Мистер Блум понимает, что это так. Он покорно вздыхает и шлепает себя ладонями по бедрам.

– Ну хорошо.

– Сэр, и еще кое-что. Мы должны оповестить братьев о происходящем?

– Да, – говорит мистер Блум. – Да, вы правы, нужно это сделать. Отправьте им срочное сообщение. – Он снова смотрит на экраны и неслышно бормочет сам себе: – Фрэнк, псих ненормальный. Будь осторожен.

 

14.37

Первая книга пролетает мимо левого уха Фрэнка, трепыхаясь на лету, как перепуганная утка.
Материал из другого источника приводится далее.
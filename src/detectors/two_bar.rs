//! Two-bar candlestick rules (TA-Lib style)
//!
//! Engulfing (either direction) and Harami. Instances anchor both bars.

use std::collections::HashMap;

use super::helpers::{self, is_body_long_f, is_body_short_f};
use super::BarDetector;
use crate::params::{get_ratio, ParamMeta, ParameterizedDetector};
use crate::{Bar, Direction, OHLCVExt, PatternId, Result, OHLCV};

impl_with_defaults!(HaramiDetector);

// ============================================================
// ENGULFING PATTERNS
// ============================================================

/// CDLENGULFING - second body engulfs the first, opposite colours.
///
/// `Direction::Neutral` accepts both the bullish and the bearish form.
#[derive(Debug, Clone, Copy)]
pub struct EngulfingDetector {
    pub direction: Direction,
}

impl EngulfingDetector {
    pub fn bullish() -> Self {
        Self {
            direction: Direction::Bullish,
        }
    }

    pub fn bearish() -> Self {
        Self {
            direction: Direction::Bearish,
        }
    }

    fn signal(prev: &Bar, curr: &Bar) -> Option<Direction> {
        // TA-Lib colour: close >= open is white
        let curr_white = curr.close() >= curr.open();
        let prev_white = prev.close() >= prev.open();

        // White engulfs black; at most one end may match
        if curr_white && !prev_white {
            let case_a = curr.close() >= prev.open() && curr.open() < prev.close();
            let case_b = curr.close() > prev.open() && curr.open() <= prev.close();
            if case_a || case_b {
                return Some(Direction::Bullish);
            }
        }

        // Black engulfs white
        if !curr_white && prev_white {
            let case_a = curr.open() >= prev.close() && curr.close() < prev.open();
            let case_b = curr.open() > prev.close() && curr.close() <= prev.open();
            if case_a || case_b {
                return Some(Direction::Bearish);
            }
        }

        None
    }
}

impl BarDetector for EngulfingDetector {
    fn id(&self) -> PatternId {
        match self.direction {
            Direction::Bullish => PatternId("CDL_ENGULFING_BULL"),
            Direction::Bearish => PatternId("CDL_ENGULFING_BEAR"),
            Direction::Neutral => PatternId("CDL_ENGULFING"),
        }
    }

    fn min_bars(&self) -> usize {
        2
    }

    fn detect(&self, bars: &[Bar], index: usize) -> Option<std::ops::RangeInclusive<usize>> {
        if index < 1 {
            return None;
        }
        let prev = bars.get(index - 1)?;
        let curr = bars.get(index)?;
        let found = Self::signal(prev, curr)?;
        (self.direction == Direction::Neutral || self.direction == found)
            .then_some(index - 1..=index)
    }
}

// ============================================================
// HARAMI PATTERNS
// ============================================================

/// CDLHARAMI - short body inside the previous long body
#[derive(Debug, Clone, Copy)]
pub struct HaramiDetector {
    pub body_long_factor: f64,
    pub body_short_factor: f64,
}

impl Default for HaramiDetector {
    fn default() -> Self {
        Self {
            body_long_factor: helpers::BODY_LONG_FACTOR,
            body_short_factor: helpers::BODY_SHORT_FACTOR,
        }
    }
}

impl BarDetector for HaramiDetector {
    fn id(&self) -> PatternId {
        PatternId("CDL_HARAMI")
    }

    fn min_bars(&self) -> usize {
        2
    }

    fn detect(&self, bars: &[Bar], index: usize) -> Option<std::ops::RangeInclusive<usize>> {
        if index < 1 {
            return None;
        }
        let prev = bars.get(index - 1)?;
        let curr = bars.get(index)?;

        let prev_body = prev.body();
        if prev_body <= f64::EPSILON {
            return None;
        }
        // TA-Lib: BodyLong uses avg_body at bar i-1 (not bar i)
        let prev_avg_body = helpers::trailing_avg_body(bars, index - 1, helpers::CANDLE_PERIOD);
        if !is_body_long_f(prev_body, prev_avg_body, prev.range(), self.body_long_factor) {
            return None;
        }
        let curr_avg_body = helpers::trailing_avg_body(bars, index, helpers::CANDLE_PERIOD);
        if !is_body_short_f(curr.body(), curr_avg_body, curr.range(), self.body_short_factor) {
            return None;
        }

        let prev_high = prev.open().max(prev.close());
        let prev_low = prev.open().min(prev.close());
        let curr_high = curr.open().max(curr.close());
        let curr_low = curr.open().min(curr.close());
        if curr_high > prev_high || curr_low < prev_low {
            return None;
        }
        Some(index - 1..=index)
    }
}

// ============================================================
// PARAMETERIZED DETECTOR IMPLEMENTATIONS
// ============================================================

static HARAMI_PARAMS: &[ParamMeta] = &[
    ParamMeta::ratio(
        "body_long_factor",
        helpers::BODY_LONG_FACTOR,
        (0.5, 1.0, 0.1),
        "First body above this share of its trailing average body",
    ),
    ParamMeta::ratio(
        "body_short_factor",
        helpers::BODY_SHORT_FACTOR,
        (0.5, 1.0, 0.1),
        "Second body below this share of its trailing average body",
    ),
];

impl ParameterizedDetector for HaramiDetector {
    fn param_meta() -> &'static [ParamMeta] {
        HARAMI_PARAMS
    }

    fn with_params(params: &HashMap<&str, f64>) -> Result<Self> {
        Ok(Self {
            body_long_factor: get_ratio(params, "body_long_factor", helpers::BODY_LONG_FACTOR)?
                .get(),
            body_short_factor: get_ratio(params, "body_short_factor", helpers::BODY_SHORT_FACTOR)?
                .get(),
        })
    }

    fn pattern_id_str() -> &'static str {
        "CDL_HARAMI"
    }
}

#[cfg(test)]
mod tests {
    use super::*;
    use crate::BarSeries;

    fn series(pairs: &[(f64, f64)]) -> BarSeries {
        pairs
            .iter()
            .enumerate()
            .map(|(i, &(o, c))| Bar::ohlc(i as u64 + 1, o, o.max(c), o.min(c), c))
            .collect()
    }

    fn spans<D: BarDetector>(detector: D, bars: &BarSeries) -> Vec<(u64, u64)> {
        detector
            .into_pattern()
            .search(bars)
            .collect_all()
            .unwrap()
            .iter()
            .map(|m| (m.span().first, m.span().last))
            .collect()
    }

    #[test]
    fn test_engulfing_directions() {
        // 2 engulfs 1 bearishly, 4 engulfs 3 bullishly
        let bars = series(&[(11.0, 12.0), (12.5, 10.5), (10.0, 9.5), (9.0, 11.0)]);
        assert_eq!(spans(EngulfingDetector::bearish(), &bars), vec![(1, 2)]);
        assert_eq!(spans(EngulfingDetector::bullish(), &bars), vec![(3, 4)]);
        let either = EngulfingDetector {
            direction: Direction::Neutral,
        };
        assert_eq!(spans(either, &bars), vec![(1, 2), (3, 4)]);
    }

    #[test]
    fn test_engulfing_one_end_may_match() {
        let bars = series(&[(12.0, 11.0), (11.0, 12.5)]);
        assert_eq!(spans(EngulfingDetector::bullish(), &bars), vec![(1, 2)]);
        // Equal bodies engulf at neither end
        let bars = series(&[(12.0, 11.0), (11.0, 12.0)]);
        assert!(spans(EngulfingDetector::bullish(), &bars).is_empty());
    }

    #[test]
    fn test_harami() {
        let bars = series(&[(10.0, 11.0), (10.0, 11.0), (10.0, 16.0), (14.0, 13.0)]);
        assert_eq!(spans(HaramiDetector::default(), &bars), vec![(3, 4)]);
    }

    #[test]
    fn test_harami_requires_containment() {
        let bars = series(&[(10.0, 11.0), (10.0, 11.0), (10.0, 16.0), (16.5, 15.5)]);
        assert!(spans(HaramiDetector::default(), &bars).is_empty());
    }
}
За ней следует еще одна, и тоже проносится мимо, а вот третья попадает ему прямо под нагрудный карман. Фрэнк слышит звон стекла и догадывается, что это разбился его «сфинкс», принявший на себя удар.

Он запускает руку под пиджак и достает пистолет. Зеленый светодиод еще светится, предохранение еще снято.

– «Тактическая безопасность». Я не хочу, чтобы кто-нибудь пострадал.

Наступает пауза. Потом кто-то кричит:

– Она сказала – никого, значит – никого! – И в Фрэнка со всех сторон летят книги.

Прикрывая лицо, он прячется за барьер. Сквозь град сыплющихся печатных изданий Фрэнк видит, как Книжные Черви ныряют за полки и оттуда мечут свои снаряды в пространство между стеллажами. По нему дают настоящие залпы книгами – романами и мемуарами, сборниками очерков и рассказов, биографиями и автобиографиями, самоучителями и научными трактатами. Страницы шуршат и шелестят. У него от руки отскакивает детский сборник головоломок в переплете на пружинках. Его тело бомбардируют все три части великой трилогии о войнах и магии – быстро, одна за другой, будто три удара тупым топором. Эпическая семейная сага, охватывающая жизнь трех поколений, ударяется ему в ляжку, едва не поразив более уязвимое место. Со свистом рассекая воздух, в него несутся тонкие сборники стихов, их узкие края больно жалят.

– Мистер Хаббл! Сзади!

Фрэнк быстро оборачивается и видит, что кто-то собирается на него напасть и размахивает томом энциклопедии с буквами L-M на корешке. Он машинально стреляет, даже не целясь. Выстрел выбивает книгу из рук Книжного Червя, она отлетает в сторону, сыпля хлопья обугленной бумаги из проделанной пулей дырки, а потом громко шлепается на пол. Книжный Червь ошеломленно глядит на свои пустые руки. Зрение Фрэнка еще не достаточно восстановилось, чтобы прицельно ранить противника, поэтому он просто опускает голову и таранит Книжного Червя. Плечо упирается в подбородок, и Книжный Червь сползает вниз.

– Слева, мистер Хаббл! Слева от вас!

На этот раз предупреждение «Глаза» запаздывает на долю секунды. Фрэнк поворачивается, но ему в руку успевает с хрустом врезаться «Полное собрание сочинений» Шекспира, и всю руку, от бицепса до кончиков пальцев, пронизывает тупая вибрирующая боль. Он стреляет в Книжного Червя, намеренно целясь повыше. Книжный Червь бросает Шекспира и спешит в укрытие.

Откуда ни возьмись вылетает по спирали словарь и ударяется Фрэнку в затылок. Он прикусывает язык и чувствует вкус крови.

Ну хватит. Следующий же Книжный Червь, который нападет на него, получит пулю. Похоже, единственный способ отбиться от этих подонков – перестрелять их всех. Что ж, пусть так оно и будет.

Фрэнк не успевает увидеть, как позади него раскачивается и опасно кренится книжный шкаф. Вываливая содержимое своих полок, словно в приступе неудержимой рвоты, шкаф падает, наваливаясь на Фрэнка несколькими сотнями килограммов дерева и ДСП.

Рухнув, шкаф остается лежать, несколько последних книжек со стуком и шелестом слетают на пол, а потом все стихает.